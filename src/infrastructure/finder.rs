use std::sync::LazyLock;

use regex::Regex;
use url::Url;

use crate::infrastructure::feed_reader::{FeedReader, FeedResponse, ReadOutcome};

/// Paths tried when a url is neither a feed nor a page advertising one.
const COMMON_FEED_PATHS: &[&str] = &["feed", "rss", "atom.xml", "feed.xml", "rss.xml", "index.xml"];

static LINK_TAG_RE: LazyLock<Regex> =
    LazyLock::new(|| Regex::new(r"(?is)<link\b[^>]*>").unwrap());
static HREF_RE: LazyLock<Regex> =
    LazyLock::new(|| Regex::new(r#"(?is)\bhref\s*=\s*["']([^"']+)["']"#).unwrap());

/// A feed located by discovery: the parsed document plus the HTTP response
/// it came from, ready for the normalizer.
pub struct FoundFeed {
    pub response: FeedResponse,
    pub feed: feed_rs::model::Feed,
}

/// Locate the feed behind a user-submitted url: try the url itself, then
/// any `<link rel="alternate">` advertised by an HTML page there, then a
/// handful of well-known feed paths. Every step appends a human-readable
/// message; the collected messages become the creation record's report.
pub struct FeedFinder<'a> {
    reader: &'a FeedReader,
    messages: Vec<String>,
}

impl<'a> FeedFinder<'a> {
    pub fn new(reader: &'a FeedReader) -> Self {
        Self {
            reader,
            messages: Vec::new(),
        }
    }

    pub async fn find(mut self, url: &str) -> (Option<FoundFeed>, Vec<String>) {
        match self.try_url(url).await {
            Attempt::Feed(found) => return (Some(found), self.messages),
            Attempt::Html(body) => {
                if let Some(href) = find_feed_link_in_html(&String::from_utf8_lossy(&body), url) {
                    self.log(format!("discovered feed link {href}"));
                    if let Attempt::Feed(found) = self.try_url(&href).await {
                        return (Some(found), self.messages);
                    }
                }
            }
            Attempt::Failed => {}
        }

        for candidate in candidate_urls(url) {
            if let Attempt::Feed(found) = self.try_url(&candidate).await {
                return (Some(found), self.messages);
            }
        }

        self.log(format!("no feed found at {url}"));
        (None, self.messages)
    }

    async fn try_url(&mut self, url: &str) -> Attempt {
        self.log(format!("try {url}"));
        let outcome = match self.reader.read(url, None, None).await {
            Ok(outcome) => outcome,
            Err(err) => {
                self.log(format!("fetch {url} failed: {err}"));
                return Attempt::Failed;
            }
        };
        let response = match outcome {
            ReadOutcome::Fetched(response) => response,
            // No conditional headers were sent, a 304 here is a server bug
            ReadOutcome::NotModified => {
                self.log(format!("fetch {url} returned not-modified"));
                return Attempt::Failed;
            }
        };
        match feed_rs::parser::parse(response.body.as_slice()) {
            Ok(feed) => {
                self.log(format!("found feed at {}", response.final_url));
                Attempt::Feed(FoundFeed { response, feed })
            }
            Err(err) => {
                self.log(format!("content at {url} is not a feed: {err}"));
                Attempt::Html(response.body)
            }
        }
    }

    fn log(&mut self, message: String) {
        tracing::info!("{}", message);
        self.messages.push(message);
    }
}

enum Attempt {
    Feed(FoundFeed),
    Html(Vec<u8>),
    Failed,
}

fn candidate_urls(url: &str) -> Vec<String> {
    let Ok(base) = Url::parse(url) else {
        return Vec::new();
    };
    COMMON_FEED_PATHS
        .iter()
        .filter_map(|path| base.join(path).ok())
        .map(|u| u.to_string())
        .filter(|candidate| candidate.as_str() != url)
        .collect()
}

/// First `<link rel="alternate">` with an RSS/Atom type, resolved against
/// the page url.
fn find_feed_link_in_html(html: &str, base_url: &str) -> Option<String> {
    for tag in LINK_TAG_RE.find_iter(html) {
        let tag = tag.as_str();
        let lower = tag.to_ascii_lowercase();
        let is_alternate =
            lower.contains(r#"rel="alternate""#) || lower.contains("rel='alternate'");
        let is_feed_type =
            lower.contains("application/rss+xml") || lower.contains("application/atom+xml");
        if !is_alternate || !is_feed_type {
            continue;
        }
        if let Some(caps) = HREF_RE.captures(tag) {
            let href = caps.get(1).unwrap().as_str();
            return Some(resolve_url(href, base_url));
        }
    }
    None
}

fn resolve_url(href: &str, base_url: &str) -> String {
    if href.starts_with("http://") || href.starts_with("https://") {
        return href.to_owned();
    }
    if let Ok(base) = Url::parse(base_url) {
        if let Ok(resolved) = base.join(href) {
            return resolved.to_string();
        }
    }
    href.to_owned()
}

● **WHAT THE EXERCISE ASKS**
Where a line of the data holds "LazyLock", show that line.

● **RESPONSE BELOW**
use std::sync::LazyLock;
static LINK_TAG_RE: LazyLock<Regex> =
    LazyLock::new(|| Regex::new(r"(?is)<link\b[^>]*>").unwrap());
static HREF_RE: LazyLock<Regex> =
    LazyLock::new(|| Regex::new(r#"(?is)\bhref\s*=\s*["']([^"']+)["']"#).unwrap());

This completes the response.